Em vídeos publicados em redes sociais no início deste mês, o deputado havia denunciado a compra de respiradores por preços acima do valor de mercado, pela Prefeitura de Fortaleza, de uma empresa de São Paulo, fato que gerou uma operação da Polícia Federal. Na época, Wagner encaminhou a denúncia também para o Ministério Público.
Uma das denúncias do Capitão Wagner é de que o Ministério Público não estaria investigando a denúncia, o que o órgão nega.
Ainda conforme o Ministério Público, o deputado afirmou "falsamente que
o Ministério Público, ao invés de apurar os fatos alegadamente
ilícitos, estaria investigando e perseguindo o noticiante".
O noticiante, conforme o órgão, é um aliado político de Capitão Wagner.
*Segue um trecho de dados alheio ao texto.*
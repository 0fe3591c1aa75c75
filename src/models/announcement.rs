//! Announcement candidates scraped from the listing portal.

use serde::{Deserialize, Serialize};

/// Stored in `pdf_link` when a block carried no document hyperlink.
pub const NO_PDF_LINK: &str = "No PDF available";

/// Stored in `summary` when no usable summary row was found.
pub const NO_SUMMARY: &str = "No summary available";

/// Stored in `pdf_extract` before enrichment touches the candidate.
pub const NOT_PARSED: &str = "Not parsed";

/// A monetary amount parsed from document text.
#[derive(Debug, Clone, PartialEq, Serialize, Deserialize)]
pub struct OrderValueMatch {
    /// Amount as written, before unit conversion.
    pub value: f64,
    /// Unit token as written (lowercased), e.g. "crore", "cr", "lakhs", "mn".
    pub unit: String,
    /// Display form, e.g. "₹1,250.00 crore".
    pub formatted: String,
    /// Amount normalized to crores, rounded to 4 decimals.
    pub value_in_crores: f64,
}

/// One order-award announcement found on a listing page.
#[derive(Debug, Clone, PartialEq, Serialize, Deserialize)]
pub struct AnnouncementCandidate {
    /// 1-based result page the block was found on.
    pub page: u32,
    /// 1-based position of the block within its page.
    pub announcement_num: u32,
    pub company: String,
    pub raw_company: String,
    pub title: String,
    pub summary: String,
    pub pdf_link: String,
    #[serde(default)]
    pub order_values: Vec<OrderValueMatch>,
    #[serde(default)]
    pub total_value_crores: f64,
    pub pdf_extract: String,
}

impl AnnouncementCandidate {
    /// The linked document, if the block had one.
    pub fn document_link(&self) -> Option<&str> {
        let link = self.pdf_link.trim();
        if link.is_empty() || link == NO_PDF_LINK {
            None
        } else {
            Some(link)
        }
    }

    /// Case-insensitive identity used for de-duplication.
    pub fn identity_key(&self) -> (String, String, String) {
        (
            self.company.trim().to_lowercase(),
            self.title.trim().to_lowercase(),
            self.pdf_link.trim().to_lowercase(),
        )
    }

    /// Attach enrichment output. The total is the 2dp-rounded sum of the
    /// canonical values.
    pub fn attach_values(&mut self, values: Vec<OrderValueMatch>, snippet: String) {
        self.total_value_crores = round_to(values.iter().map(|v| v.value_in_crores).sum(), 2);
        self.order_values = values;
        self.pdf_extract = snippet;
    }
}

/// Round half away from zero to `places` decimals.
pub fn round_to(value: f64, places: i32) -> f64 {
    let factor = 10f64.powi(places);
    (value * factor).round() / factor
}
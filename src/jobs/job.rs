//! A single scrape job and its state machine.

use std::sync::{Arc, Mutex, MutexGuard};

use chrono::Utc;
use tokio_util::sync::CancellationToken;
use uuid::Uuid;

use crate::models::{JobState, JobStatus, Milestone, ScrapeResult};
use crate::services::calendar::ValidatedDate;

pub const MSG_COMPLETED: &str = "Scraping completed";
pub const MSG_FROM_CACHE: &str = "Served from cache";
pub const MSG_FAILED: &str = "Scraping failed";
pub const MSG_STOPPED: &str = "Scraping stopped by user";
pub const MSG_STOP_REQUESTED: &str = "Stop requested";

struct JobInner {
    status: JobStatus,
    result: Option<Arc<ScrapeResult>>,
}

/// One scrape of one date.
///
/// `Pending -> Running -> {Completed, Failed, Stopped}`; terminal states
/// absorb every later transition. Status and result share one lock so a
/// snapshot never mixes two updates.
pub struct ScrapeJob {
    id: String,
    date: ValidatedDate,
    cancel: CancellationToken,
    max_error_chars: usize,
    inner: Mutex<JobInner>,
}

impl ScrapeJob {
    pub fn new(date: ValidatedDate, max_error_chars: usize) -> Self {
        let id = Uuid::new_v4().to_string();
        let status = JobStatus::new(id.clone(), date.display.clone());
        Self {
            id,
            date,
            cancel: CancellationToken::new(),
            max_error_chars,
            inner: Mutex::new(JobInner {
                status,
                result: None,
            }),
        }
    }

    pub fn id(&self) -> &str {
        &self.id
    }

    pub fn date(&self) -> &ValidatedDate {
        &self.date
    }

    pub fn cancel_token(&self) -> &CancellationToken {
        &self.cancel
    }

    fn lock(&self) -> MutexGuard<'_, JobInner> {
        self.inner.lock().unwrap_or_else(|e| e.into_inner())
    }

    pub fn snapshot(&self) -> JobStatus {
        self.lock().status.clone()
    }

    pub fn state(&self) -> JobState {
        self.lock().status.state
    }

    /// Present only once the job has completed.
    pub fn result(&self) -> Option<Arc<ScrapeResult>> {
        self.lock().result.clone()
    }

    /// Pending -> Running.
    pub fn start(&self) -> bool {
        let mut inner = self.lock();
        if inner.status.state != JobState::Pending {
            return false;
        }
        inner.status.state = JobState::Running;
        inner.status.started_at = Some(Utc::now());
        true
    }

    /// Record a milestone on a running job.
    pub fn advance(&self, milestone: Milestone, message: impl Into<String>) -> bool {
        let mut inner = self.lock();
        if inner.status.state != JobState::Running {
            return false;
        }
        inner.status.progress = milestone.progress();
        inner.status.message = message.into();
        true
    }

    pub fn set_total_announcements(&self, total: u64) {
        let mut inner = self.lock();
        if !inner.status.state.is_terminal() {
            inner.status.total_announcements = total;
        }
    }

    /// Store the final result. Accepted from Pending too, for results
    /// served straight from cache.
    pub fn complete(&self, result: Arc<ScrapeResult>, message: &str) -> bool {
        let mut inner = self.lock();
        if inner.status.state.is_terminal() {
            return false;
        }
        let now = Utc::now();
        inner.status.state = JobState::Completed;
        inner.status.progress = 100;
        inner.status.message = message.to_string();
        inner.status.error = None;
        inner.status.total_announcements = result.total_announcements;
        inner.status.started_at.get_or_insert(now);
        inner.status.finished_at = Some(now);
        inner.result = Some(result);
        true
    }

    pub fn fail(&self, error: &str) -> bool {
        let truncated: String = error.chars().take(self.max_error_chars).collect();
        self.finish(JobState::Failed, MSG_FAILED, Some(truncated))
    }

    pub fn stop(&self) -> bool {
        self.finish(JobState::Stopped, MSG_STOPPED, Some("Stopped by user".to_string()))
    }

    fn finish(&self, state: JobState, message: &str, error: Option<String>) -> bool {
        let mut inner = self.lock();
        if inner.status.state.is_terminal() {
            return false;
        }
        inner.status.state = state;
        inner.status.progress = 0;
        inner.status.message = message.to_string();
        inner.status.error = error;
        inner.status.finished_at = Some(Utc::now());
        inner.result = None;
        true
    }

    /// Signal cancellation. The job reaches Stopped at its next checkpoint.
    pub fn request_cancel(&self) -> bool {
        {
            let mut inner = self.lock();
            if inner.status.state.is_terminal() {
                return false;
            }
            inner.status.message = MSG_STOP_REQUESTED.to_string();
        }
        self.cancel.cancel();
        true
    }
}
O Ministério Público acusa o aliado do deputado de publicar vídeos com
conteúdo político nas redes sociais usando distintivos policiais, o que é
proibido por lei.
O procurador Manuel Pinheiro afirma que a atuação do Ministério Público
"tomou todas as providências e abriu investigação", informando ao
deputado sobre o procedimento adotado.
'Não vou aceitar ser chamado de mentiroso'
Capitão Wagner, entretanto, nega que tenha tomado conhecimento sobre a
atuação do órgão para investigar o caso de "superfaturamento". "Tenho
muito respeito pelo Ministério Público, mas não vou aceitar ser chamado
de mentiroso", reforçou.
Capitão Wagner fez ainda críticas à Procuradoria dos Crimes contra a
Administração Pública (Procap), citando a procuradora Vanja Fontenele,
que comanda o órgão. A procuradora não quis se manifestar.